### ABOUT THIS EXERCISE
Output exactly, with nothing added, the entries from the first line through the line with "description TEXT NOT".

(Saved entries)
//! Database migration system.
//!
//! Tracks applied migrations in a `_migrations` table and applies
//! pending ones in order.

use rusqlite::Connection;

use super::error::DatabaseError;

/// A single migration definition.
struct Migration {
    version: u32,
    description: &'static str,
    sql: &'static str,
}

/// All migrations in order. Each is applied at most once.
const MIGRATIONS: &[Migration] = &[
    Migration {
        version: 1,
        description: "create_documents_table",
        sql: include_str!("sql/001_create_documents.sql"),
    },
    Migration {
        version: 2,
        description: "create_document_pages_table",
        sql: include_str!("sql/002_create_document_pages.sql"),
    },
];

/// Runs all pending migrations on the given connection.
pub fn run_all(conn: &Connection) -> Result<(), DatabaseError> {
    // Create the migrations tracking table.
    conn.execute_batch(
        "CREATE TABLE IF NOT EXISTS _migrations (
            version INTEGER PRIMARY KEY,
            description TEXT NOT NULL,
            applied_at TEXT NOT NULL DEFAULT (datetime('now'))
        );",
    )?;

    let current_version: u32 = conn.query_row(
        "SELECT COALESCE(MAX(version), 0) FROM _migrations",
        [],
        |r| r.get(0),
    )?;

    for migration in MIGRATIONS {
        if migration.version <= current_version {
            continue;
        }

        log::info!(
            "Running migration v{}: {}",
            migration.version,
            migration.description
        );

        conn.execute_batch(migration.sql)
            .map_err(|e| DatabaseError::Migration {
                version: migration.version,
                reason: e.to_string(),
            })?;

        conn.execute(
            "INSERT INTO _migrations (version, description) VALUES (?1, ?2)",
            rusqlite::params![migration.version, migration.description],
        )?;
    }

    Ok(())
}
use thiserror::Error;

use crate::db::DatabaseError;
use crate::error::{ConvertError, StorageError};

/// Errors surfaced by a pipeline run. Each variant names the stage that
/// failed, so callers can distinguish a bad document from an operational
/// fault.
#[derive(Debug, Error)]
pub enum PipelineError {
    #[error("document not found: {0}")]
    DocumentNotFound(String),

    #[error("unsupported file type: {0}")]
    UnsupportedFileType(String),

    #[error("conversion failed: {0}")]
    Convert(#[from] ConvertError),

    #[error("storage failed: {0}")]
    Storage(#[from] StorageError),

    #[error("database failed: {0}")]
    Database(#[from] DatabaseError),
}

### RESPONSE BOX
//! Database migration system.
//!
//! Tracks applied migrations in a `_migrations` table and applies
//! pending ones in order.

use rusqlite::Connection;

use super::error::DatabaseError;

/// A single migration definition.
struct Migration {
    version: u32,
    description: &'static str,
    sql: &'static str,
}

/// All migrations in order. Each is applied at most once.
const MIGRATIONS: &[Migration] = &[
    Migration {
        version: 1,
        description: "create_documents_table",
        sql: include_str!("sql/001_create_documents.sql"),
    },
    Migration {
        version: 2,
        description: "create_document_pages_table",
        sql: include_str!("sql/002_create_document_pages.sql"),
    },
];

/// Runs all pending migrations on the given connection.
pub fn run_all(conn: &Connection) -> Result<(), DatabaseError> {
    // Create the migrations tracking table.
    conn.execute_batch(
        "CREATE TABLE IF NOT EXISTS _migrations (
            version INTEGER PRIMARY KEY,
            description TEXT NOT NULL,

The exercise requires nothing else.